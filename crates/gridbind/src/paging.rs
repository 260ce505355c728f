//! Page arithmetic.
//!
//! [`PageState`] holds the current page, the page length and what is known
//! about the size of the data set. Everything here is pure: the table feeds
//! sizes and fetch results in, and reads queries and page chrome out.
//!
//! # Size knowledge
//!
//! | [`ItemCount`] | Clamping                                  | Next page            |
//! |---------------|-------------------------------------------|----------------------|
//! | `Exact(n)`    | to the last page once the offset passes n | up to the last page  |
//! | `Estimate(n)` | only once the offset is past n            | one past the estimate|
//! | `Unknown`     | never                                     | while pages are full |
//!
//! # Example
//!
//! ```
//! use gridbind::paging::{ItemCount, PageState};
//!
//! let mut page = PageState::paged(20);
//! page.set_current_page(5);
//! page.set_item_count(ItemCount::Exact(45));
//! page.clamp();
//!
//! assert_eq!(page.current_page(), 2);
//! assert_eq!(page.offset(), 40);
//! ```

use crate::query::{Query, SortOrder};

/// What the table knows about the size of its data set.
#[derive(Debug, Clone, Copy, PartialEq, Eq, Default)]
pub enum ItemCount {
    /// Authoritative size.
    Exact(usize),
    /// Approximate size; the data may extend past it.
    Estimate(usize),
    /// Nothing is known yet.
    #[default]
    Unknown,
}

impl ItemCount {
    /// The size, exact or estimated.
    pub fn value(self) -> Option<usize> {
        match self {
            ItemCount::Exact(size) | ItemCount::Estimate(size) => Some(size),
            ItemCount::Unknown => None,
        }
    }

    /// Returns `true` for an authoritative size.
    pub fn is_exact(self) -> bool {
        matches!(self, ItemCount::Exact(_))
    }
}

/// Index of the last page for `size` items.
///
/// An exact multiple of `page_length` does not produce a trailing empty page,
/// and an empty data set still has page 0.
///
/// # Panics
///
/// Panics if `page_length` is zero. Tables reject a zero page length when it
/// is configured.
pub fn last_page_index(size: usize, page_length: usize) -> usize {
    if size == 0 {
        0
    } else if size % page_length == 0 {
        size / page_length - 1
    } else {
        size / page_length
    }
}

/// Outcome of folding a fetch result back into the page state.
#[derive(Debug, Clone, Copy, PartialEq, Eq)]
pub enum Reconciliation {
    /// The size belief still holds.
    Unchanged,
    /// The size belief changed (end of data found, estimate extended, or the
    /// data set changed between the size request and the fetch).
    Resized,
    /// A page past the end came back empty. The size is now exact and the
    /// page must be clamped and fetched again.
    PastEnd,
}

/// Paging chrome for the current page.
#[derive(Debug, Clone, Copy, PartialEq, Eq)]
pub struct PageChrome {
    /// Current page, 0-based.
    pub current_page: usize,
    /// Last page, 0-based, if any size is known.
    pub last_page: Option<usize>,
    /// Returns `true` when `last_page` comes from an estimate.
    pub estimated: bool,
    /// A previous page exists.
    pub can_go_previous: bool,
    /// A next page may exist.
    pub can_go_next: bool,
}

impl PageChrome {
    /// 1-based "current/last" label, e.g. `"1/6"`, or `"3/?"` for unknown
    /// sizes.
    pub fn label(&self) -> String {
        match self.last_page {
            Some(last) if self.estimated => format!("{}/~{}", self.current_page + 1, last + 1),
            Some(last) => format!("{}/{}", self.current_page + 1, last + 1),
            None => format!("{}/?", self.current_page + 1),
        }
    }
}

/// The current page, page length and size knowledge of a table.
#[derive(Debug, Clone, PartialEq, Eq)]
pub struct PageState {
    current_page: usize,
    page_length: Option<usize>,
    item_count: ItemCount,
}

impl PageState {
    /// An unpaged state: every item is fetched at once.
    pub fn unpaged() -> Self {
        Self {
            current_page: 0,
            page_length: None,
            item_count: ItemCount::Unknown,
        }
    }

    /// A paged state at page 0. `page_length` must be non-zero.
    pub fn paged(page_length: usize) -> Self {
        Self {
            current_page: 0,
            page_length: Some(page_length),
            item_count: ItemCount::Unknown,
        }
    }

    /// Builds a state from an optional page length.
    pub fn new(page_length: Option<usize>) -> Self {
        match page_length {
            Some(length) => Self::paged(length),
            None => Self::unpaged(),
        }
    }

    /// Current page, 0-based.
    pub fn current_page(&self) -> usize {
        self.current_page
    }

    /// Page length, `None` when unpaged.
    pub fn page_length(&self) -> Option<usize> {
        self.page_length
    }

    /// Returns `true` if a page length is set.
    pub fn is_paged(&self) -> bool {
        self.page_length.is_some()
    }

    /// Size knowledge.
    pub fn item_count(&self) -> ItemCount {
        self.item_count
    }

    /// Offset of the first item on the current page.
    pub fn offset(&self) -> usize {
        self.page_length
            .map_or(0, |length| length.saturating_mul(self.current_page))
    }

    /// Moves to `page` without clamping; the next [`clamp`](Self::clamp)
    /// corrects it against the size.
    pub fn set_current_page(&mut self, page: usize) {
        self.current_page = page;
    }

    /// Changes the page length and returns to page 0.
    pub fn set_page_length(&mut self, page_length: Option<usize>) {
        self.page_length = page_length;
        self.current_page = 0;
    }

    /// Replaces the size knowledge.
    pub fn set_item_count(&mut self, count: ItemCount) {
        self.item_count = count;
    }

    /// Index of the last page, if any size is known.
    pub fn last_page(&self) -> Option<usize> {
        let length = self.page_length?;
        self.item_count
            .value()
            .map(|size| last_page_index(size, length))
    }

    /// Pulls the current page back into range. Returns `true` if it moved.
    ///
    /// Exact sizes clamp to the last page. Estimates only clamp once the
    /// offset is past the estimate, which leaves room to step one page beyond
    /// the estimated last page. Unknown sizes never clamp.
    pub fn clamp(&mut self) -> bool {
        let Some(length) = self.page_length else {
            return false;
        };
        let offset = self.offset();
        let clamped = match self.item_count {
            ItemCount::Exact(size) if offset >= size && self.current_page > 0 => {
                Some(last_page_index(size, length))
            }
            ItemCount::Estimate(size) if offset > size => Some(size / length),
            _ => None,
        };
        match clamped {
            Some(page) if page != self.current_page => {
                self.current_page = page;
                true
            }
            _ => false,
        }
    }

    /// Clamps and builds the query for the current page.
    pub fn query(&mut self, sort_orders: &[SortOrder]) -> Query {
        self.clamp();
        let query = match self.page_length {
            Some(length) => Query::page(self.offset(), length),
            None => Query::all(),
        };
        query.with_sort_orders(sort_orders.to_vec())
    }

    /// Folds the number of fetched items back into the size knowledge.
    ///
    /// A short page fixes the exact size. A full page reaching an estimate
    /// extends it by `estimate_increase`. An empty page past page 0 means the
    /// current page is past the end.
    pub fn reconcile(&mut self, fetched: usize, estimate_increase: usize) -> Reconciliation {
        let Some(length) = self.page_length else {
            let before = self.item_count;
            self.item_count = ItemCount::Exact(fetched);
            return if before == self.item_count {
                Reconciliation::Unchanged
            } else {
                Reconciliation::Resized
            };
        };

        let offset = self.offset();
        if fetched == 0 && self.current_page > 0 {
            self.item_count = ItemCount::Exact(offset);
            return Reconciliation::PastEnd;
        }

        let end = offset + fetched;
        let before = self.item_count;
        self.item_count = match before {
            _ if fetched < length => ItemCount::Exact(end),
            ItemCount::Exact(size) => ItemCount::Exact(size.max(end)),
            ItemCount::Estimate(estimate) if end >= estimate => {
                ItemCount::Estimate(end + estimate_increase.max(1))
            }
            other => other,
        };
        if before == self.item_count {
            Reconciliation::Unchanged
        } else {
            Reconciliation::Resized
        }
    }

    /// Returns `true` if a previous page exists.
    pub fn can_go_previous(&self) -> bool {
        self.is_paged() && self.current_page > 0
    }

    /// Returns `true` if a next page may exist.
    pub fn can_go_next(&self) -> bool {
        let Some(length) = self.page_length else {
            return false;
        };
        match self.item_count {
            ItemCount::Exact(size) => self.current_page < last_page_index(size, length),
            ItemCount::Estimate(size) => self.offset() + length <= size,
            ItemCount::Unknown => true,
        }
    }

    /// Chrome for the current page.
    pub fn chrome(&self) -> PageChrome {
        PageChrome {
            current_page: self.current_page,
            last_page: self.last_page(),
            estimated: matches!(self.item_count, ItemCount::Estimate(_)),
            can_go_previous: self.can_go_previous(),
            can_go_next: self.can_go_next(),
        }
    }
}

impl Default for PageState {
    fn default() -> Self {
        Self::unpaged()
    }
}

##############################

What is required:
For the data shown above, give the number of lines where the word "from" appears, and nothing else.

Task output:
2